Movie: Lost in Translation

Our Rating: 4.00

"Lost in Translation" appears eminently capable of provoking that hoary old standby, the "mixed response." The zero-attention-span set will pillory it because it's deathly slow and has almost no plot to speak of, while the knee-jerk avant-gardists will proclaim it one of the year's best because ... well, because it's deathly slow and has almost no plot to speak of. Give the people what they want, eh?

What it is is a wistful little film that gradually insinuates itself upon your consciousness. Director/co-writer/co-producer Sofia Coppola plops Bill Murray and Scarlett Johansson into a Tokyo hotel and watches them make goo-goo eyes at each other for 105 minutes, dancing around the potentiality of a torrid cross-generational affair we know can never be. It's more fun than you thought you'd ever have watching two other people not have sex.

Why is this so? Because Murray was born to flirt, and Johansson ("Ghost World," "The Man Who Wasn't There") looks great being flirted with. For his entire career, Murray has come across as a walking raised eyebrow, a playful cynic whose tongue-in-cheek cool is irresistible to women and men alike. He can't not be ironic. Here, he's Bob Harris, a fading American movie actor who's in Japan to shoot a TV commercial for a certain brand of whiskey. It would take a far more sincere man than Murray (for Harris is surely him) not to approach his situation with a protective armor of sarcasm: When not taking indecipherable direction from his non-English-speaking director, he's wrestling with the high-tech amenities of his hotel and nursing a growing sense of alienation (epitomized by a scene in which he watches a bunch of indigenous bathers doing aquatic exercises to the strains of the Rick James nugget "Love Gun"). He's bowed, but as long as he can keep coming up with sanity-saving quips, he's not quite beaten.

Johansson's Charlotte is in Tokyo under even less fulfilling circumstances. She's tagged along with her photographer husband, John (Giovanni Ribisi, doing a so-so Sam Rockwell), whose assignment to shoot a rock band leaves her alone and idle for hours upon end. Bored to near-madness, she strikes up a comradeship with the likewise married Harris, and the two of them team up to explore the city as their mutual, forbidden-fruit attraction grows. Murray even gets to revisit his "SNL" days as Nick the Lounge Singer by belting out a karaoke version of Elvis Costello's "(What's So Funny 'Bout) Peace, Love and Understanding" -- the best nod to a personal portfolio since Travolta took to the dance floor in "Pulp Fiction."

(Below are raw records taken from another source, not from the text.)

//! # fileflow - concurrent file processing
//!
//! Runs a batch of files through a pluggable processing pipeline on a fixed
//! pool of worker threads, publishing progress on an observer bus.
//!
//! ## Building blocks
//!
//! - [`parallel`]: blocking FIFO queue, worker pool and per-task result handles
//! - [`events`]: `Subject`/`Observer` bus holding weak observer references
//! - [`pipeline`]: per-file template and the `ItemProcessor` step trait
//! - [`processors`]: built-in steps (text analysis)
//! - [`monitor`] and [`stats`]: progress display and run totals
//! - [`config`] and [`cli`]: layered settings and the `fileflow` binary
//!
//! ## Quick Start
//!
//! ```bash
//! # Analyze every file under data/ with 8 workers
//! fileflow process -i data/ -o results/ -t 8 --stats
//!
//! # Inspect the merged configuration
//! fileflow config show
//! ```

pub mod cli;
pub mod config;
pub mod events;
pub mod monitor;
pub mod parallel;
pub mod pipeline;
pub mod processors;
pub mod stats;

pub use cli::{Cli, Output};
pub use config::{AppConfig, FileflowConfig};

As lensed by director of photography Lance Acord, the movie is a gorgeous Tokyo travelogue, with nighttime trips into the city's somewhat eerie heart lent fragile beauty by a sleek, slick musical soundtrack. And that's really about it. "Lost in Translation" has the repetitive minimalism of an actual working vacation; genuine narrative developments can be counted on one hand. This is an actor's showcase, and as such, it says little about Coppola the filmmaker. I had to wonder at her "co-writer" credit: She's either supernaturally adept at writing Murray-esque dialogue, or his portion of this only intermittently verbal movie is so heavily improvised that naming an author is almost superfluous.

However it was arrived at, the interplay between Murray and Johansson is a thing to behold. He can't help coming off cocktail-seductive as he jokes about hatching an "escape plan" to spring them from their luxurious but stifling surroundings; she's the sexy sounding board who responds to every witticism with a wide grin, a mock-serious nod and a throaty nonanswer that subtextually implores him to keep the charm coming, please. On it goes, the flirtation reaching a pitch that's almost unbearable -- until the working vacation ends, and the movie sends us all on our way with an affectionate smack on the rump that's the only possible denouement. Off Murray and Johansson go, too, to work their snarky magic elsewhere. Now, get out of here, you crazy kids. You're knuckleheads. And I mean it.